It’s midsummer, and Fort Collins is awash in color, thanks to the numerous hanging baskets, pots and beds overflowing with foliage and blooms. What goes on behind the scenes to create and sustain this beauty?

Mother Nature gets a little help from the City of Fort Collins Parks Department. Mike Brunkhardt, Parks Department supervisor, said it takes a combination of regular staff and seasonal hires to handle the spring planting rush. They plant 40,000 annuals in five weeks, beginning in early May, prioritizing Old Town square in time for Colorado State University’s graduation.

Things don’t always go smoothly.

“We’ve had a few years with snow on Mother’s Day,” said Brunkhardt. “We plan for it. We’re ready to cover plants and even re-plant if necessary. We have to take that risk to finish downtown on schedule.”

Whereas spring planting is calendar-driven, fall cleanup happens after the first killing frost—typically in September or October. The next day crews move quickly to clean beds and haul containers to the city’s winter storage yard, where they can then be cleaned out of public view.


Photo by Tim O’Hara/Visit Fort Collins


Photo by Visit Fort Collins


Ecology is always top-of-mind. Spring waste is minimized by the use of elle pots, eliminating the need for disposable plastic four-pack containers familiar to consumers. Even the delivery trays transporting elle pots are cleaned and re-used the following year. Fall waste is ground and composted by the city to nourish next spring’s beds and containers.


Left to right: Photo by Bob Willis/Visit Fort Collins, Laporte-based Plantorium supplies Fort Collins with seedlings that are ready to be planted in May (Photo by Milan Hanson). Photo by Milan Hanson


The task is actually a year-round effort. Starting in August, the downtown horticulture crew begins designing next summer’s displays, melding ideas from personal and professional travels along with lessons learned from past seasons. The plan must be finalized by December 1, giving Laporte-based Plantorium (the city’s current supplier) sufficient time to order, start and nurture seedlings and cuttings so they’re ready for planting.

Plantorium sources tiny live cuttings from as far away as Central America, South America and Africa. These cuttings are chilled for the two-day trip to Laporte, where they’re immediately placed in rooting mix in steamy propagation buildings. Plants from seed are likewise started many months in advance so that they’re blooming and ready for planting May 1.


Tips From The Pros

How does Fort Collins transform bare dirt to abundant flowers so quickly—and keep blooms coming all summer? Mike Brunkhardt from the Fort Collins Parks Department and Jim Roberts of Plantorium shared these tips.

Plant densely. Small plants in large containers (or beds) put energy into root development, not top growth; whereas root-bound plants put more energy into foliage and flowers.
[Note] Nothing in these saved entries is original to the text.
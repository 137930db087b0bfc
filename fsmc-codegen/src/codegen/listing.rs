//! Backend printing the machine back as a description listing.

use super::{Backend, Emitter};
use crate::error::CodegenError;
use crate::model::{
    Action, DEFAULT_TRANSITION, Fsm, Guard, Map, Parameter, State, Transfer, Transition,
};
use crate::options::GraphLevel;
use crate::validation::Validated;
use crate::visit::{Cursor, Visitable, Visitor};

/// Prints a validated machine in description syntax, with as much detail
/// as its [`GraphLevel`] asks for.
#[derive(Debug, Clone, Default)]
pub struct ListingBackend {
    level: GraphLevel,
    out: Emitter,
    start: String,
    unreachable: Vec<String>,
}

impl ListingBackend {
    pub fn new(level: GraphLevel) -> Self {
        Self {
            level,
            ..Self::default()
        }
    }

    fn full(&self) -> bool {
        self.level == GraphLevel::Full
    }

    fn actions<'a>(
        &mut self,
        cursor: Cursor<'a>,
        actions: &'a [Action],
    ) -> Result<(), CodegenError> {
        for action in actions {
            action.accept(cursor, self)?;
        }
        Ok(())
    }

    /// Prints `head {` + actions + `}`, or `head {}` when there are none.
    fn block<'a>(
        &mut self,
        cursor: Cursor<'a>,
        head: &str,
        actions: &'a [Action],
    ) -> Result<(), CodegenError> {
        if actions.is_empty() {
            self.out.line(format!("{head} {{}}"));
            return Ok(());
        }
        self.out.line(format!("{head} {{"));
        self.out.indent();
        self.actions(cursor, actions)?;
        self.out.outdent();
        self.out.line("}");
        Ok(())
    }

    fn signature(&self, transition: &Transition) -> String {
        if !self.full() || transition.parameters().is_empty() {
            return transition.name().to_owned();
        }
        let params: Vec<String> = transition.parameters().iter().map(ToString::to_string).collect();
        format!("{}({})", transition.name(), params.join(", "))
    }

    fn guard_text(&self, guard: &Guard) -> String {
        if self.full() {
            return guard.to_string();
        }
        let transfer = match guard.transfer() {
            Transfer::Set(end) => end.to_string(),
            Transfer::Push { end, push } if end.is_nil() => format!("push({push})"),
            Transfer::Push { end, push } => format!("{end}/push({push})"),
            Transfer::Pop { transition, .. } => {
                format!("pop({})", transition.as_deref().unwrap_or_default())
            }
        };
        if guard.is_unconditional() {
            transfer
        } else {
            format!("[{}] {transfer}", guard.condition())
        }
    }
}

impl Backend for ListingBackend {
    fn emit(&mut self, validated: Validated<'_>) -> Result<String, CodegenError> {
        let fsm = validated.fsm();
        self.out = Emitter::default();
        self.start = format!(
            "{}::{}",
            validated.start_map().name(),
            validated.start_state().class_name()
        );
        self.unreachable = validated.unreachable().to_vec();

        fsm.accept(Cursor::root(fsm), self)?;
        Ok(std::mem::take(&mut self.out).finish())
    }
}

impl<'a> Visitor<'a> for ListingBackend {
    type Output = ();
    type Error = CodegenError;

    fn visit_fsm(&mut self, cursor: Cursor<'a>, fsm: &'a Fsm) -> Result<(), CodegenError> {
        if self.full() {
            if let Some(source) = fsm.source() {
                self.out.line("%{");
                for line in source.lines() {
                    self.out.line(line);
                }
                self.out.line("%}");
            }
        }
        self.out.line(format!("%class {}", fsm.context()));
        if let Some(package) = fsm.package() {
            self.out.line(format!("%package {package}"));
        }
        if self.full() {
            if let Some(header) = fsm.header() {
                self.out.line(format!("%header {header}"));
            }
            for include in fsm.includes() {
                self.out.line(format!("%include {include}"));
            }
            for import in fsm.imports() {
                self.out.line(format!("%import {import}"));
            }
            for declaration in fsm.declarations() {
                self.out.line(format!("%declare {declaration}"));
            }
        }
        self.out.line(format!("%start {}", self.start));

        for map in fsm.maps() {
            map.accept(cursor.enter_map(map), self)?;
        }

        if self.full() && !self.unreachable.is_empty() {
            self.out.blank();
            for state in std::mem::take(&mut self.unreachable) {
                self.out.line(format!("// unreachable: {state}"));
            }
        }
        Ok(())
    }

    fn visit_map(&mut self, cursor: Cursor<'a>, map: &'a Map) -> Result<(), CodegenError> {
        self.out.blank();
        self.out.line(format!("%map {}", map.name()));
        self.out.line("%%");
        for state in map.default_state().into_iter().chain(map.states()) {
            state.accept(cursor.enter_state(state), self)?;
        }

        if self.full() {
            for stub in map.undefined_default_transitions() {
                let note = if stub.name() == DEFAULT_TRANSITION {
                    "is unhandled"
                } else {
                    "falls back to the Default transition"
                };
                self.out.line(format!("// Default::{} {note}", stub.name()));
            }
        }
        self.out.line("%%");
        Ok(())
    }

    fn visit_state(&mut self, cursor: Cursor<'a>, state: &'a State) -> Result<(), CodegenError> {
        self.out.line(state.class_name());
        if self.full() {
            if !state.entry_actions().is_empty() {
                self.block(cursor, "Entry", state.entry_actions())?;
            }
            if !state.exit_actions().is_empty() {
                self.block(cursor, "Exit", state.exit_actions())?;
            }
        }
        self.out.line("{");
        self.out.indent();
        for transition in state.transitions() {
            transition.accept(cursor.enter_transition(transition), self)?;
        }
        self.out.outdent();
        self.out.line("}");
        Ok(())
    }

    fn visit_transition(
        &mut self,
        cursor: Cursor<'a>,
        transition: &'a Transition,
    ) -> Result<(), CodegenError> {
        if self.level == GraphLevel::Names || transition.guards().is_empty() {
            let line = self.signature(transition);
            self.out.line(line);
            return Ok(());
        }
        for (cursor, guard) in cursor.guards()? {
            guard.accept(cursor, self)?;
        }
        Ok(())
    }

    fn visit_guard(&mut self, cursor: Cursor<'a>, guard: &'a Guard) -> Result<(), CodegenError> {
        let head = format!(
            "{} {}",
            self.signature(cursor.transition()?),
            self.guard_text(guard)
        );
        self.block(cursor, &head, guard.actions())
    }

    fn visit_action(&mut self, _: Cursor<'a>, action: &'a Action) -> Result<(), CodegenError> {
        self.out.line(format!("{action};"));
        Ok(())
    }

    fn visit_parameter(&mut self, _: Cursor<'a>, _: &'a Parameter) -> Result<(), CodegenError> {
        // Parameters are printed as part of the transition signature.
        Ok(())
    }
}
Dense planting makes beds and containers look immediately full, and encourages new leaves and blooms right away.

Fertilize generously. The city fertilizes weekly with a 20-20-20 formula that encourages continued leaf and flower production all season long.

Water regularly. Some downtown beds and containers are automatically irrigated, but some are still hand-watered. Staff starts at 6 a.m. (4 a.m. on Mondays) and finishes by 10 a.m. while downtown is cool, quiet and deserted. This also coordinates with other city crew schedules—especially street cleaning and sidewalk pressure-washing—to make Fort Collins look its best every morning.

Deadhead and prune. Many plants stop flowering and decline after setting seeds. To prevent this, staff “deadhead” as they water, snipping off spent flowers and trimming long stems to encourage branching that keeps plants bushy and full.

Select varieties judiciously. Whenever possible the city chooses “self-cleaning” varieties that naturally remain compact and continue flowering with little or no dead-heading or pruning.

Monitor plant health diligently. Fort Collins’ moderate, arid climate is ideal for horticulture, minimizing losses to diseases and pests. The city prefers mechanical pest control over chemical treatments.